Ads (728x90)

Dilihat 0 kali


BATAM, Sumutrealita.com - Wakil Kepala Badan Pengusahaan (BP) Batam Purwiyanto mengharapkan dukungan dari Badan Pemeriksa Keuangan (BPK) atas beberapa upaya BP Batam yang telah melakukan berbagai langkah perbaikan. Ia juga menginginkan untuk terus terjalin sinergi serta komunikasi yang baik antara BP Batam dengan BPK RI.

Hal itu dikemukakan Wakil Kepala BP Batam saat membuka entry meeting pemeriksaan laporan keuangan BP Batam Tahun 2019 oleh BPK RI di Gedung Marketing Centre, BP Batam, Selasa (11/2/2020).

Dalam sambutannya Wakil Kepala BP Batam Purwiyanto mengatakan BP Batam sudah meraih WTP ketiga sejak tahun 2016 dan harapan ke depannya dapat meraih WTP lagi dengan kriteria lebih baik.

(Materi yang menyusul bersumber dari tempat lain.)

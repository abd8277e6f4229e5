use anyhow::{Context, Result, anyhow};
use clap::{Parser, Subcommand};
use colored::Colorize;
use std::collections::HashMap;
use std::path::PathBuf;
use std::sync::Arc;
use std::time::Instant;

use catalog::CatalogIndex;
use classifier::Recommendation;
use server::RecommendationEngine;
use sources::MemorySource;

/// TableRecs - Restaurant Recommendation Engine
#[derive(Parser)]
#[command(name = "table-recs")]
#[command(about = "Personalized restaurant recommendations from foodlists", long_about = None)]
struct Cli {
    /// Path to the catalog fixture (JSON snapshot of the document store)
    #[arg(short, long, default_value = "data/demo-catalog.json")]
    fixture: PathBuf,

    #[command(subcommand)]
    command: Commands,
}

#[derive(Subcommand)]
enum Commands {
    /// Get restaurant recommendations for a user
    Recommend {
        /// User ID to get recommendations for
        #[arg(long)]
        user_id: String,

        /// Number of recommendations to show
        #[arg(long, default_value = "20")]
        limit: usize,
    },

    /// Inspect the fitted taste model for a user
    Model {
        /// User ID to fit the model for
        #[arg(long)]
        user_id: String,

        /// Number of top liked features to show
        #[arg(long, default_value = "10")]
        top: usize,
    },

    /// Show catalog assembly statistics
    Catalog,

    /// Run a concurrency benchmark against the engine
    Bench {
        /// Number of requests to make
        #[arg(long, default_value = "100")]
        requests: usize,
    },
}

#[tokio::main]
async fn main() -> Result<()> {
    // Initialize tracing
    tracing_subscriber::fmt()
        .with_env_filter(
            tracing_subscriber::EnvFilter::try_from_default_env()
                .unwrap_or_else(|_| tracing_subscriber::EnvFilter::new("info")),
        )
        .init();

    let cli = Cli::parse();

    println!("Loading catalog fixture from {}...", cli.fixture.display());
    let start = Instant::now();
    let store = Arc::new(
        MemorySource::from_json_file(&cli.fixture).context("Failed to load catalog fixture")?,
    );
    println!("{} Loaded fixture in {:?}", "✓".green(), start.elapsed());

    // Dispatch to appropriate command handler
    match cli.command {
        Commands::Recommend { user_id, limit } => handle_recommend(store, user_id, limit).await?,
        Commands::Model { user_id, top } => handle_model(store, user_id, top).await?,
        Commands::Catalog => handle_catalog(store)?,
        Commands::Bench { requests } => handle_bench(store, requests).await?,
    }

    Ok(())
}

/// Handle the 'recommend' command
async fn handle_recommend(store: Arc<MemorySource>, user_id: String, limit: usize) -> Result<()> {
    let engine = RecommendationEngine::from_store(store);

    let start = Instant::now();
    let recommendations = engine.get_recommendations_for_user(&user_id).await?;
    let elapsed = start.elapsed();

    print_recommendations(&user_id, &recommendations, limit);
    println!("Ranked {} candidates in {:?}", recommendations.len(), elapsed);
    Ok(())
}

/// Handle the 'model' command
async fn handle_model(store: Arc<MemorySource>, user_id: String, top: usize) -> Result<()> {
    let engine = RecommendationEngine::from_store(store);
    let model = engine.build_model_for_user(&user_id).await?;

    print!("{}", format!("Taste model for {}\n", user_id).bold().blue());
    print!(
        "{}P(liked) prior: {:.4}\n",
        "• ".green(),
        model.log_prior_liked().exp()
    );
    print!(
        "{}P(not liked) prior: {:.4}\n",
        "• ".green(),
        model.log_prior_not_liked().exp()
    );
    print!(
        "{}Liked restaurants: {}\n",
        "• ".cyan(),
        model.positive_ids().len()
    );
    print!("{}Vocabulary size: {}\n", "• ".cyan(), model.vocabulary_len());

    if model.positive_ids().is_empty() {
        println!(
            "{}",
            "No foodlist signal for this user; the model is priors-only.".yellow()
        );
        return Ok(());
    }

    println!("Top liked features (log-odds vs not-liked):");
    for (feature, log_odds) in model.top_liked_features(top) {
        println!("  - {} ({:+.3})", feature, log_odds);
    }
    Ok(())
}

/// Handle the 'catalog' command
fn handle_catalog(store: Arc<MemorySource>) -> Result<()> {
    let fixture = store.fixture();
    let index = CatalogIndex::assemble(
        fixture.restaurants.clone(),
        fixture.menus.clone(),
        fixture.items.clone(),
    );

    let (restaurants, menus, items) = index.counts();
    let orphan_items: usize = index
        .restaurants()
        .flat_map(|r| r.menus.iter())
        .filter(|m| m.id().is_none())
        .map(|m| m.items().len())
        .sum();
    let excluded_items = fixture.items.len() - items;
    // Orphan buckets are synthetic, so listed menus = assembled - buckets.
    let orphan_buckets = index
        .restaurants()
        .filter(|r| r.menus.iter().any(|m| m.id().is_none()))
        .count();
    let dropped_menus = fixture.menus.len() - (menus - orphan_buckets);

    print!("{}", "Catalog summary\n".bold().blue());
    print!("{}Restaurants: {}\n", "• ".green(), restaurants);
    print!(
        "{}Menus: {} ({} dropped, {} synthetic buckets)\n",
        "• ".green(),
        menus,
        dropped_menus,
        orphan_buckets
    );
    print!(
        "{}Items: {} attached ({} excluded, {} uncategorized)\n",
        "• ".green(),
        items,
        excluded_items,
        orphan_items
    );
    print!("{}Foodlists: {}\n", "• ".green(), fixture.foodlists.len());

    // Cuisine histogram across assembled restaurants.
    let mut cuisines: HashMap<String, u32> = HashMap::new();
    for restaurant in index.restaurants() {
        for cuisine in &restaurant.cuisines {
            *cuisines.entry(cuisine.to_lowercase()).or_insert(0) += 1;
        }
    }
    let mut cuisines: Vec<(String, u32)> = cuisines.into_iter().collect();
    cuisines.sort_by(|a, b| b.1.cmp(&a.1).then_with(|| a.0.cmp(&b.0)));

    println!("Cuisines:");
    for (cuisine, count) in cuisines {
        println!("  - {}: {} restaurants", cuisine, count);
    }
    Ok(())
}

/// Handle the 'bench' command
async fn handle_bench(store: Arc<MemorySource>, requests: usize) -> Result<()> {
    if requests == 0 {
        return Err(anyhow!("requests must be at least 1"));
    }
    let users = store.known_users();
    if users.is_empty() {
        return Err(anyhow!("Fixture has no foodlist owners to benchmark with"));
    }

    let engine = RecommendationEngine::from_store(store);

    // Spread requests over random fixture users.
    let user_ids: Vec<String> = (0..requests)
        .map(|_| users[rand::random::<u32>() as usize % users.len()].clone())
        .collect();

    let bench_start = Instant::now();
    let mut handles = vec![];
    for user_id in user_ids {
        let engine = engine.clone();
        let handle = tokio::spawn(async move {
            let start = Instant::now();
            engine.get_recommendations_for_user(&user_id).await?;
            Ok::<_, anyhow::Error>(start.elapsed())
        });
        handles.push(handle);
    }

    let mut timings = vec![];
    for handle in handles {
        let elapsed = handle.await??;
        timings.push(elapsed);
    }

    let wall_time = bench_start.elapsed();
    let total_time: std::time::Duration = timings.iter().sum();
    let avg_latency = total_time / (timings.len() as u32);
    timings.sort();
    let p50 = timings[timings.len() / 2];
    let p95 = timings[(timings.len() as f32 * 0.95) as usize];
    let p99 = timings[(timings.len() as f32 * 0.99) as usize];
    let throughput = requests as f32 / wall_time.as_secs_f32();

    println!("Benchmark results ({} requests):", requests);
    println!("Wall time: {:?}", wall_time);
    println!("Average latency: {:?}", avg_latency);
    println!("P50 latency: {:?}", p50);
    println!("P95 latency: {:?}", p95);
    println!("P99 latency: {:?}", p99);
    println!("Throughput: {:.2} requests/second", throughput);

    Ok(())
}

/// Helper function to format and print recommendations
fn print_recommendations(user_id: &str, recommendations: &[Recommendation], limit: usize) {
    print!(
        "{}",
        format!("Restaurant recommendations for {}:\n", user_id)
            .bold()
            .blue()
    );
    if recommendations.is_empty() {
        println!("  (no unliked restaurants to rank)");
        return;
    }
    for (i, rec) in recommendations.iter().take(limit).enumerate() {
        println!(
            "{}. {} [{}] - liked probability {:.3}",
            (i + 1).to_string().green(),
            rec.name,
            rec.cuisines.join(", "),
            rec.probability
        );
    }
}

Adapun laporan yang disampaikan berupa realisasi anggaran 2019 serta hal-hal yang menjadi konsentasi BP Batam dengan membuat terobosan sistem informasi dan pengelolaan sistem baru untuk unit usaha strategis.


Auditorat Utama Keuangan Negara V Novian Herodwijanto SE MM Ak CA CPA CSFA, mengatakan agar BP Batam dapat terus mempertahankan opini WTP yang telah diraih selama kurun waktu 3 tahun berturut-turut, maka harus menciptakan system dan terobosan baru. 

“Harapan ke depannya, untuk BP Batam agar tidak hanya mempertahankan opini WTP, tetapi juga meningkatkan tata kelola pengelolaan keuangan negara yang lebih baik. Saya juga mendengar bahwa ada terobosan baru, seperti sistem informasi baru, SOTK baru dan ada pembentukan unit usaha strategis di BP Batam,” kata Novian.

“BPK sangat mengapresiasi keberhasilan BP Batam yang telah mengelola keuangan negara dengan baik dengan meraih WTP tiga kali berturut-turut. Semoga prestasi ini dapat terus dipertahankan,” tambah Novian Herodwijanto.

Entry meeting ini dihadiri oleh Anggota Bidang Pengusahaan BP Batam Syahril Japarin, Kepala Satuan Pemeriksaaan Intern BP Batam Agung Prasetya, Kepala Biro Keuangan BP Batam Siswanto, serta Pejabat Tingkat II di lingkungan BP Batam, para auditor BPK RI dan BPK Perwakilan Kepulauan Riau.